Supplemental Code Repository for the research paper "Feature Engineering and Stacked Echo State Networks for Musical Onset Detection"


Summary and Contents

In music analysis, one of the most fundamental tasks is note onset detection - detecting the beginning of new note events. As the target function of onset detection is related to other tasks, such as beat tracking or tempo estimation, onset detection is the basis for such related tasks. Furthermore, it can help to improve Automatic Music Transcription (AMT). Typically, different approaches for onset detection follow a similar outline: An audio signal is transformed into an Onset Detection Function (ODF), which should have rather low values (i.e. close to zero) for most of the time but with pronounced peaks at onset times, which can then be extracted by applying peak picking algorithms on the ODF. In the recent years, several kinds of neural networks were used successfully to compute the ODF from feature vectors. Currently, Convolutional Neural Networks (CNNs) define the state of the art. In this paper, we build up on an alternative approach to obtain a ODF by Echo State Networks (ESNs), which have achieved comparable results to CNNs in several tasks, such as speech and image recognition. In contrast to the typical iterative training procedures of deep learning architectures, such as CNNs or networks consisting of Long-Short-Term Memory Cells (LSTMs), in ESNs only a very small part of the weights is easily trained in one shot using linear regression.

File list

  • The following scripts are provided in this repository
    • scripts/ UNIX Bash script to reproduce the results in the paper.
    • scripts/ UNIX Bash script to start the Jupyter Notebook for the paper.
    • scripts/run.bat: Windows batch script to reproduce the results in the paper.
    • scripts/run_jupyter-lab.bat: Windows batch script to start the Jupyter Notebook for the paper.
  • The following python code and modules are provided in src
    • src/dataset: Utility functions for storing and loading data and models.
    • src/model_selection: Wrapper class for sklearn.model_selection.PredefinedSplit to support splitting a dataset in training/validation/test.
    • src/signal_processing: Utility functions to do the feature extraction using madmom and librosa.
    • src/ The main script to reproduce all results.
  • requirements.txt: Text file containing all required Python modules to be installed.
  • The README displayed here.
  • LICENSE: Textfile containing the license for this source code.
  • data/: The empty directory, in which the dataset is getting downloaded.
  • results/:
    • (Pre)-trained models
    • ...


The easiest way to reproduce the results is to use a service like Binder and run the Jupyter Notebook (if available).

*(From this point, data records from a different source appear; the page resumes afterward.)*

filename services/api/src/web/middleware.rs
//! services/api/src/web/middleware.rs
//!
//! Identifies the calling client so quota can be charged per client.

use axum::{
    extract::{ConnectInfo, Request},
    middleware::Next,
    response::Response,
};
use std::net::SocketAddr;

pub const FORWARDED_FOR: &str = "x-forwarded-for";
const UNKNOWN_CLIENT: &str = "unknown";

/// The key a request's quota is charged against.
#[derive(Debug, Clone, PartialEq, Eq)]
pub struct ClientKey(pub String);

/// Middleware that derives the `ClientKey` and inserts it into request extensions.
///
/// The first `X-Forwarded-For` entry wins, then the peer address, then `"unknown"`.
pub async fn identify_client(mut req: Request, next: Next) -> Response {
    let key = client_key(&req);
    req.extensions_mut().insert(key);
    next.run(req).await
}

fn client_key(req: &Request) -> ClientKey {
    let forwarded = req
        .headers()
        .get(FORWARDED_FOR)
        .and_then(|v| v.to_str().ok())
        .and_then(|v| v.split(',').next())
        .map(str::trim)
        .filter(|v| !v.is_empty());
    if let Some(first) = forwarded {
        return ClientKey(first.to_string());
    }

    match req.extensions().get::<ConnectInfo<SocketAddr>>() {
        Some(ConnectInfo(peer)) => ClientKey(peer.ip().to_string()),
        None => ClientKey(UNKNOWN_CLIENT.to_string()),
    }
}
pub mod janitor;
pub mod middleware;
pub mod rest;
pub mod state;

use axum::{
    middleware as axum_middleware,
    routing::{get, post},
    Router,
};
use std::sync::Arc;
use utoipa::OpenApi;
use utoipa_swagger_ui::SwaggerUi;

pub use janitor::spawn_janitor;
pub use middleware::{identify_client, ClientKey};
pub use rest::{generate_quiz_handler, history_handler, quiz_handler, root_handler, ApiDoc};
pub use state::AppState;

/// Builds the application router, with the Swagger UI merged in.
///
/// Cross-cutting layers that depend on deployment (CORS, tracing) are added by the binary.
pub fn router(app_state: Arc<AppState>) -> Router {
    let api_router = Router::new()
        .route("/", get(root_handler))
        .route("/generate_quiz", post(generate_quiz_handler))
        .route("/history", get(history_handler))
        .route("/quiz/{id}", get(quiz_handler))
        .layer(axum_middleware::from_fn(identify_client))
        .with_state(app_state);

    Router::new()
        .merge(api_router)
        .merge(SwaggerUi::new("/swagger-ui").url("/api-docs/openapi.json", ApiDoc::openapi()))
}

To run the scripts or to start the Jupyter Notebook locally, at first, please ensure that you have a valid Python distribution installed on your system. Here, at least Python 3.8 is required.

You can then call run_jupyter-lab.ps1 or This will install a new Python venv, which is our recommended way of getting started.

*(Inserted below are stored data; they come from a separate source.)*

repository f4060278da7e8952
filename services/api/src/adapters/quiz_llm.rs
//! services/api/src/adapters/quiz_llm.rs
//!
//! This module contains the adapter for the quiz-generating LLM.
//! It implements the `QuizModel` port from the `core` crate against any
//! OpenAI-compatible chat completions endpoint.
//!
//! The SDK's own retry loop is switched off: one `complete()` call is exactly
//! one upstream request, and the `GenerationClient` in `core` owns retries.

use async_openai::{
    config::OpenAIConfig,
    error::{ApiError, OpenAIError},
    types::chat::{
        ChatCompletionRequestMessage, ChatCompletionRequestSystemMessageArgs,
        ChatCompletionRequestUserMessageArgs, CreateChatCompletionRequestArgs,
    },
    Client,
};
use async_trait::async_trait;
use backoff::{ExponentialBackoff, ExponentialBackoffBuilder};
use std::time::Duration;
use wiki_quiz_core::ports::{ModelFailure, ModelFailureKind, QuizModel};

const SYSTEM_INSTRUCTIONS: &str = "You are an expert quizmaster. You reply with a single JSON object that follows the schema you are given, and nothing else.";

// Billing exhaustion, not throttling.
const INSUFFICIENT_QUOTA: &str = "insufficient_quota";

const RATE_LIMIT_CODES: &[&str] = &["rate_limit_exceeded"];
// OpenAI reports which limit was hit in the error type.
const RATE_LIMIT_TYPES: &[&str] = &["rate_limit_exceeded", "requests", "tokens"];

// Providers whose error bodies do not fit OpenAI's shape surface as raw text.
const RAW_BODY_MARKERS: &[&str] = &["rate_limit_exceeded", "resource_exhausted", "too many requests"];

//=========================================================================================
// The Main Adapter Struct
//=========================================================================================

/// An adapter that implements `QuizModel` using an OpenAI-compatible LLM.
#[derive(Clone)]
pub struct OpenAiQuizAdapter {
    client: Client<OpenAIConfig>,
    model: String,
}

impl OpenAiQuizAdapter {
    /// Creates a new `OpenAiQuizAdapter`.
    pub fn new(client: Client<OpenAIConfig>, model: String) -> Self {
        Self { client, model }
    }

    /// Builds the client for `api_key`, optionally against a non-default endpoint.
    pub fn client_for(api_key: &str, api_base: Option<&str>) -> Client<OpenAIConfig> {
        let mut config = OpenAIConfig::new().with_api_key(api_key);
        if let Some(base) = api_base {
            config = config.with_api_base(base);
        }
        Client::with_config(config).with_backoff(single_attempt())
    }
}

/// A backoff that gives up before the first retry.
fn single_attempt() -> ExponentialBackoff {
    ExponentialBackoffBuilder::new()
        .with_max_elapsed_time(Some(Duration::ZERO))
        .build()
}

/// Decides whether a structured provider error signals throttling.
pub fn classify_api_error(error: &ApiError) -> ModelFailureKind {
    let code = error.code.as_deref();
    let kind = error.r#type.as_deref();
    if code == Some(INSUFFICIENT_QUOTA) || kind == Some(INSUFFICIENT_QUOTA) {
        return ModelFailureKind::Other;
    }
    let throttled = code.is_some_and(|c| RATE_LIMIT_CODES.contains(&c))
        || kind.is_some_and(|t| RATE_LIMIT_TYPES.contains(&t));
    if throttled {
        ModelFailureKind::RateLimited
    } else {
        ModelFailureKind::Other
    }
}

fn classify_raw_body(body: &str) -> ModelFailureKind {
    let lowered = body.to_lowercase();
    if lowered.contains(INSUFFICIENT_QUOTA) {
        return ModelFailureKind::Other;
    }
    if RAW_BODY_MARKERS.iter().any(|m| lowered.contains(m)) {
        ModelFailureKind::RateLimited
    } else {
        ModelFailureKind::Other
    }
}

fn to_failure(e: OpenAIError) -> ModelFailure {
    let kind = match &e {
        OpenAIError::ApiError(api) => classify_api_error(api),
        OpenAIError::JSONDeserialize(_, body) => classify_raw_body(body),
        _ => ModelFailureKind::Other,
    };
    ModelFailure {
        kind,
        message: e.to_string(),
    }
}

//=========================================================================================
// `QuizModel` Trait Implementation
//=========================================================================================

#[async_trait]
impl QuizModel for OpenAiQuizAdapter {
    async fn complete(&self, prompt: &str) -> Result<String, ModelFailure> {
        let messages: Vec<ChatCompletionRequestMessage> = vec![
            ChatCompletionRequestSystemMessageArgs::default()
                .content(SYSTEM_INSTRUCTIONS)
                .build()
                .map_err(to_failure)?
                .into(),
            ChatCompletionRequestUserMessageArgs::default()
                .content(prompt.to_string())
                .build()
                .map_err(to_failure)?
                .into(),
        ];

        let request = CreateChatCompletionRequestArgs::default()
            .model(&self.model)
            .messages(messages)
            .temperature(0.7)
            .n(1)
            .build()
            .map_err(to_failure)?;

        let response = self.client.chat().create(request).await.map_err(to_failure)?;

        response
            .choices
            .into_iter()
            .next()
            .and_then(|choice| choice.message.content)
            .ok_or_else(|| {
                ModelFailure::other("Quiz generation LLM response contained no text content.")
            })
    }
}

To manually reproduce the results, you should create a new Python venv as well. Therefore, you can run the script on a UNIX bash or create_venv.ps1 that will automatically install all packages from PyPI. Afterwards, just type source .virtualenv/bin/activate in a UNIX bash or .virtualenv/Scripts/activate.ps1 in a PowerShell.

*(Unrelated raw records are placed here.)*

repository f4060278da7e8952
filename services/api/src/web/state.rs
//! services/api/src/web/state.rs
//!
//! Defines the application's shared state.

use std::sync::Arc;
use wiki_quiz_core::QuizResolver;

//=========================================================================================
// AppState (Shared Across All Requests)
//=========================================================================================

/// The shared application state, created once at startup and passed to all handlers.
#[derive(Clone)]
pub struct AppState {
    pub resolver: Arc<QuizResolver>,
}
pub mod db;
pub mod quiz_llm;
pub mod wikipedia;

pub use db::DbAdapter;
pub use quiz_llm::OpenAiQuizAdapter;
pub use wikipedia::WikipediaExtractor;
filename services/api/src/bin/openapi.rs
//! services/api/src/bin/openapi.rs
//!
//! Writes the OpenAPI document for the quiz API to `openapi.json`, or to the
//! path given as the first argument.

use api_lib::web::rest::ApiDoc;
use utoipa::OpenApi;

const DEFAULT_OUTPUT: &str = "openapi.json";

fn main() -> Result<(), Box<dyn std::error::Error>> {
    let path = std::env::args()
        .nth(1)
        .unwrap_or_else(|| DEFAULT_OUTPUT.to_string());

    let spec_json = ApiDoc::openapi().to_pretty_json()?;
    std::fs::write(&path, spec_json)?;
    println!("OpenAPI document written to {}", path);
    Ok(())
}
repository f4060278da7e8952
pub mod adapters;
pub mod config;
pub mod error;
pub mod web;
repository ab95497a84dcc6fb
// src/transport.rs
//! Boundary to the chat session layer. The pipeline never manages the
//! connection itself; it only needs an outbound `send` and a metadata
//! lookup, so both live behind one trait.

use anyhow::{anyhow, Context, Result};
use reqwest::Client;
use serde::{Deserialize, Serialize};
use std::time::Duration;

#[derive(Debug, Clone, Serialize, Deserialize, PartialEq, Eq)]
pub struct SourceMeta {
    pub display_name: String,
}

#[async_trait::async_trait]
pub trait Transport: Send + Sync {
    /// Deliver `body` to `destination` (a chat/channel id).
    async fn send(&self, destination: &str, body: &str) -> Result<()>;
    /// Look up display metadata for a source id.
    async fn fetch_metadata(&self, source_id: &str) -> Result<SourceMeta>;
}

/// HTTP bridge to a session host: outbound messages POSTed to a webhook,
/// metadata fetched from a sibling endpoint.
pub struct WebhookTransport {
    send_url: String,
    meta_url: String,
    client: Client,
    timeout: Duration,
    max_retries: u8,
}

#[derive(Serialize)]
struct OutboundPayload<'a> {
    destination: &'a str,
    body: &'a str,
}

impl WebhookTransport {
    pub fn new(send_url: String, meta_url: String) -> Self {
        Self {
            send_url,
            meta_url,
            client: Client::new(),
            timeout: Duration::from_secs(5),
            max_retries: 3,
        }
    }

    pub fn from_env() -> Result<Self> {
        let send_url =
            std::env::var("CURATOR_SEND_URL").context("CURATOR_SEND_URL is not set")?;
        let meta_url =
            std::env::var("CURATOR_META_URL").context("CURATOR_META_URL is not set")?;
        Ok(Self::new(send_url, meta_url))
    }

    pub fn with_timeout(mut self, secs: u64) -> Self {
        self.timeout = Duration::from_secs(secs);
        self
    }

    pub fn with_retries(mut self, retries: u8) -> Self {
        self.max_retries = retries;
        self
    }
}

#[async_trait::async_trait]
impl Transport for WebhookTransport {
    async fn send(&self, destination: &str, body: &str) -> Result<()> {
        let payload = OutboundPayload { destination, body };

        let mut attempt: u8 = 0;
        loop {
            attempt += 1;
            let res = self
                .client
                .post(&self.send_url)
                .timeout(self.timeout)
                .json(&payload)
                .send()
                .await;

            match res {
                Ok(rsp) => {
                    if let Err(e) = rsp.error_for_status_ref() {
                        if attempt < self.max_retries {
                            tokio::time::sleep(Duration::from_millis(500u64 << (attempt - 1)))
                                .await;
                            continue;
                        }
                        return Err(anyhow!("outbound webhook HTTP error: {e}"));
                    }
                    return Ok(());
                }
                Err(e) => {
                    if attempt < self.max_retries {
                        tokio::time::sleep(Duration::from_millis(500u64 << (attempt - 1))).await;
                        continue;
                    }
                    return Err(anyhow!("outbound webhook request failed: {e}"));
                }
            }
        }
    }

    async fn fetch_metadata(&self, source_id: &str) -> Result<SourceMeta> {
        let url = format!("{}/{}", self.meta_url.trim_end_matches('/'), source_id);
        let rsp = self
            .client
            .get(&url)
            .timeout(self.timeout)
            .send()
            .await
            .context("metadata request")?
            .error_for_status()
            .context("metadata non-2xx")?;
        rsp.json::<SourceMeta>().await.context("metadata body")
    }
}

// --- Test double ---

/// In-memory transport for tests and local runs: records every send, serves
/// metadata from a map, and can be scripted to fail specific sends.
#[derive(Default)]
pub struct MockTransport {
    sent: std::sync::Mutex<Vec<(String, String)>>,
    send_plan: std::sync::Mutex<std::collections::VecDeque<bool>>,
    meta: std::sync::Mutex<std::collections::HashMap<String, String>>,
    meta_calls: std::sync::atomic::AtomicUsize,
}

impl MockTransport {
    pub fn new() -> Self {
        Self::default()
    }

    pub fn set_metadata(&self, source_id: &str, display_name: &str) {
        self.meta
            .lock()
            .unwrap()
            .insert(source_id.to_string(), display_name.to_string());
    }

    /// Script outcomes for upcoming sends, in order; unscripted sends succeed.
    pub fn plan_sends(&self, outcomes: &[bool]) {
        self.send_plan.lock().unwrap().extend(outcomes.iter().copied());
    }

    pub fn sent(&self) -> Vec<(String, String)> {
        self.sent.lock().unwrap().clone()
    }

    pub fn metadata_calls(&self) -> usize {
        self.meta_calls.load(std::sync::atomic::Ordering::SeqCst)
    }
}

#[async_trait::async_trait]
impl Transport for MockTransport {
    async fn send(&self, destination: &str, body: &str) -> Result<()> {
        let ok = self.send_plan.lock().unwrap().pop_front().unwrap_or(true);
        if !ok {
            return Err(anyhow!("scripted send failure"));
        }
        self.sent
            .lock()
            .unwrap()
            .push((destination.to_string(), body.to_string()));
        Ok(())
    }

    async fn fetch_metadata(&self, source_id: &str) -> Result<SourceMeta> {
        self.meta_calls
            .fetch_add(1, std::sync::atomic::Ordering::SeqCst);
        self.meta
            .lock()
            .unwrap()
            .get(source_id)
            .map(|name| SourceMeta {
                display_name: name.clone(),
            })
            .ok_or_else(|| anyhow!("unknown source {source_id}"))
    }
}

At first, we import required Python modules. Then, we start loading the data. The dataset can be either downloaded from here or manually downloaded from here.

import matplotlib.pyplot as plt
import seaborn as sns

from sklearn.model_selection import RandomizedSearchCV
from sklearn.model_selection import PredefinedSplit
from sklearn.metrics import make_scorer
from sklearn.utils.fixes import loguniform
from sklearn.base import clone
from scipy.stats import uniform
from dataset import OnsetDataset
from metrics import cosine_distance
from signal_processing import OnsetPreProcessor
from model_selection import PredefinedTrainValidationTestSplit
import numpy as np
from joblib import dump, load
import pandas as pd
from itertools import product

from pyrcn.echo_state_network import ESNRegressor
from pyrcn.model_selection import SequentialSearchCV

After downloading the dataset, please extract it to the data directory, which should in the end contain three subdirectories annotations, audio, splits, respectively.

In any case, the OnsetDataset object is responsible to providing the dataset. It is initialized with a path to the dataset and optional arguments, such as custom file endings for the different files to be searched for. Importantly, we deal with .flac files.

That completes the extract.